Eucalyptus preissiana, commonly known as bell-fruited mallee, is a species of small tree or shrub that occurs in an area between Albany and Esperance in Western Australia. It has a spreading habit, smooth bark, elliptical to egg-shaped or oblong leaves, flower buds in groups of three, yellow flowers and cup-shaped, conical or bell-shaped fruit.

==Description==
Eucalyptus preissiana is a mallee that typically grows to a height of 3-5 m with a sprawling habit, and forms a lignotuber. It has smooth, greyish and brown bark. Young plants and coppice regrowth have stems that are square in cross-section and elliptical to egg-shaped leaves that are the greyish green, 50-93 mm long, 30-62 mm wide and arranged in opposite pairs. Adult leaves are sometimes arranged alternately, the same shade of dull greyish green on both sides, elliptical to egg-shaped or oblong, 65-130 mm long and 25-50 mm wide on a petiole 10-40 mm long. The flower buds are arranged in leaf axils on a flattened, unbranched peduncle 8-25 mm long, the individual buds on pedicels 2-5 mm long. Mature buds are oval, 15-26 mm long and 13-18 mm wide with a conical to rounded operculum. Flowering occurs from September to November and the flowers are yellow. The fruit is a woody, cup-shaped, conical or bell-shaped capsule 15-27 mm long and 20-38 mm wide with lobes between the valves.

==Taxonomy and naming==
Eucalyptus preissiana was first formally described in 1844 by the Johannes Conrad Schauer and the description was published in Lehmann's book Plantae Preissianae. The specific epithet honours Ludwig Preiss who collected the type specimen near Cape Riche in 1840.

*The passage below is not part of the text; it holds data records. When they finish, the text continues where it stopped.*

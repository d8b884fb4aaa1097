//! OCI registry tag listing
//!
//! A chart in an OCI registry is one repository; its published versions are
//! its tags. Tags are listed page by page through the distribution API
//! (`/v2/<repo>/tags/list?n=<n>&last=<last>`).

use async_trait::async_trait;
use oci_distribution::Reference;
use oci_distribution::client::{Client, ClientConfig, ClientProtocol};
use oci_distribution::secrets::RegistryAuth;

use crate::config::Settings;
use crate::credentials::{CredentialResolver, Credentials};
use crate::error::{RepoError, Result};

/// Parsed `oci://registry/repository[:tag][@digest]` reference
#[derive(Debug, Clone, PartialEq, Eq)]
pub struct OciReference {
    pub registry: String,
    pub repository: String,
    pub tag: Option<String>,
    pub digest: Option<String>,
}

impl OciReference {
    /// Parse an OCI reference string
    ///
    /// Accepts the reference with or without the `oci://` scheme. Errors name
    /// the input exactly as given.
    pub fn parse(s: &str) -> Result<Self> {
        let invalid = |reason: &str| RepoError::InvalidOciReference {
            reference: s.to_string(),
            reason: reason.to_string(),
        };

        let clean = s.trim_start_matches("oci://").trim_end_matches('/');

        // Split registry from path
        let (registry, rest) = clean
            .split_once('/')
            .ok_or_else(|| invalid("expected <registry>/<repository>"))?;

        if registry.is_empty() {
            return Err(invalid("registry host is empty"));
        }

        let (repo_tag, digest) = match rest.rsplit_once('@') {
            Some((repo_tag, digest)) => (repo_tag, Some(digest.to_string())),
            None => (rest, None),
        };

        // A ':' in the last path segment separates the tag
        let (repository, tag) = match repo_tag.rsplit_once(':') {
            Some((r, t)) if !t.contains('/') => (r, Some(t.to_string())),
            _ => (repo_tag, None),
        };

        if repository.is_empty() {
            return Err(invalid("repository path is empty"));
        }

        let reference = Self {
            registry: registry.to_string(),
            repository: repository.to_string(),
            tag,
            digest,
        };

        // Full grammar check (lowercase path components, tag charset, digest form)
        Reference::try_from(reference.to_oci_string().as_str())
            .map_err(|e| invalid(&e.to_string()))?;

        Ok(reference)
    }

    /// Convert to string representation
    pub fn to_oci_string(&self) -> String {
        let mut s = format!("{}/{}", self.registry, self.repository);
        if let Some(tag) = &self.tag {
            s.push(':');
            s.push_str(tag);
        }
        if let Some(digest) = &self.digest {
            s.push('@');
            s.push_str(digest);
        }
        s
    }

    /// Client reference for repository-level calls; the tag is irrelevant there
    fn to_reference(&self) -> Reference {
        Reference::with_tag(
            self.registry.clone(),
            self.repository.clone(),
            self.tag.clone().unwrap_or_else(|| "latest".to_string()),
        )
    }
}

/// Lists one page of tags for a repository
#[async_trait]
pub trait TagLister: Send + Sync {
    /// Up to `page_size` tags following `last`, in registry order
    async fn list_tags_page(
        &self,
        reference: &OciReference,
        credentials: Option<&Credentials>,
        page_size: usize,
        last: Option<&str>,
    ) -> Result<Vec<String>>;
}

/// `oci-distribution` backed tag lister
///
/// Only the protocol settings are kept. A `Client` remembers the first auth
/// it used for a registry, so each request gets a fresh one and the caller's
/// credentials always apply.
#[derive(Debug, Clone)]
pub struct OciTagClient {
    protocol: ClientProtocol,
}

impl OciTagClient {
    pub fn new(settings: &Settings) -> Self {
        let protocol = if settings.insecure_registries.is_empty() {
            ClientProtocol::Https
        } else {
            ClientProtocol::HttpsExcept(settings.insecure_registries.clone())
        };

        Self { protocol }
    }

    fn client(&self) -> Client {
        Client::new(ClientConfig {
            protocol: self.protocol.clone(),
            ..Default::default()
        })
    }
}

#[async_trait]
impl TagLister for OciTagClient {
    async fn list_tags_page(
        &self,
        reference: &OciReference,
        credentials: Option<&Credentials>,
        page_size: usize,
        last: Option<&str>,
    ) -> Result<Vec<String>> {
        let auth = match credentials {
            Some(creds) => RegistryAuth::Basic(creds.username.clone(), creds.password.clone()),
            None => RegistryAuth::Anonymous,
        };

        let response = self
            .client()
            .list_tags(&reference.to_reference(), &auth, Some(page_size), last)
            .await
            .map_err(|e| RepoError::OciError {
                message: format!("failed to list tags of {}: {}", reference.to_oci_string(), e),
            })?;

        Ok(response.tags)
    }
}

/// Every tag of the repository at `url`, in registry order
///
/// Credentials are looked up by registry host; none means anonymous access.
/// Paging stops on an empty page or on a page that ends on the same tag as
/// the one before it. A short page does not end the listing: registries may
/// cap `n` below `page_size`.
pub async fn fetch_tags(
    lister: &dyn TagLister,
    url: &str,
    resolver: &dyn CredentialResolver,
    page_size: usize,
) -> Result<Vec<String>> {
    let reference = OciReference::parse(url)?;
    if reference.tag.is_some() || reference.digest.is_some() {
        tracing::debug!("Ignoring tag/digest of {} while listing versions", url);
    }

    let credentials = resolver.resolve_credential(&reference.registry)?;
    let page_size = page_size.max(1);

    let mut tags = Vec::new();
    let mut last: Option<String> = None;

    loop {
        let page = lister
            .list_tags_page(&reference, credentials.as_ref(), page_size, last.as_deref())
            .await?;

        let Some(page_last) = page.last().cloned() else {
            break;
        };
        if last.as_deref() == Some(page_last.as_str()) {
            tracing::warn!(
                "Registry returned the same page twice for {}; stopping",
                reference.to_oci_string()
            );
            break;
        }

        tags.extend(page);
        last = Some(page_last);
    }

    tracing::debug!(
        "Listed {} tags for {}",
        tags.len(),
        reference.to_oci_string()
    );
    Ok(tags)
}
//! Chart version discovery
//!
//! This crate finds the newest published version of a chart that satisfies a
//! semantic-version constraint, in either kind of chart repository:
//!
//! - **HTTP repositories**: Traditional Helm-style repos with index.yaml
//! - **OCI registries**: Tags of a repository in GHCR, ECR, Harbor, etc.
//!
//! ## Example
//!
//! ```rust,no_run
//! use chartpin_repo::{ChartVersionSelector, Settings};
//!
//! # async fn example() -> Result<(), Box<dyn std::error::Error>> {
//! let selector = ChartVersionSelector::new(&Settings::load()?)?;
//!
//! let version = selector
//!     .select_version("https://charts.bitnami.com/bitnami", "nginx", "^15.0.0", None)
//!     .await?;
//! println!("{:?}", version);
//! # Ok(())
//! # }
//! ```
//!
//! ## Security Notes
//!
//! - Credentials are NEVER sent after cross-origin redirects
//! - Credentials never appear in errors or `Debug` output

pub mod error;
pub mod classify;
pub mod config;
pub mod credentials;
pub mod transport;
pub mod index;
pub mod http;
pub mod oci;
pub mod select;
pub mod dependency;

// Re-exports for convenience
pub use error::{RepoError, Result};
pub use classify::{RepositoryKind, RepositoryReference};
pub use config::Settings;
pub use credentials::{
    CredentialChain, CredentialResolver, CredentialSource, CredentialStore, Credentials,
    DockerConfig, StaticCredentials,
};
pub use transport::{HttpResponse, HttpTransport, SecureHttpClient};
pub use index::RepositoryIndex;
pub use http::HttpRepository;
pub use oci::{OciReference, OciTagClient, TagLister};
pub use select::{ChartVersionSelector, Operation, SelectError, select_version};
pub use dependency::{DependencyUpdater, update_chart_dependencies};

In 1995 Ian Brooker and Andrew Slee described two subspecies and the names have been accepted by the Australian Plant Census:

- Eucalyptus preissiana subsp. lobata Brooker & Slee differs from subspecies preissiana in having large lobes between the valves of the fruit;
- Eucalyptus preissiana Schauer subsp. preissiana has fruit that lack lobes or have small lobes below the rim of the fruit.

==Distribution==
Bell-fruited mallee is found in coastal and sub-coastal areas among limestone and laterite and grows in gravelly sandy-clay soils. It occurs in coastal and near-coastal areas from the Stirling Range to the Fitzgerald River National Park and almost to Esperance to the east. Subspecies lobata only occurs in coastal areas in a few places between Esperance and Hopetoun.

==Conservation status==
Subspecies preissiana is classified as "not threatened" by the Western Australian Government Department of Parks and Wildlife, but subspecies lobata is classified as "Priority Four" by the Government of Western Australia Department of Parks and Wildlife, meaning that is rare or near threatened.

==Use in horticulture==
Bell-fruited mallee can be cultivated in temperate areas of Australia but performs poorly in tropical environments. It is propagated from seeds and germinates easily. It prefers a position in full sun and in well-drained soils.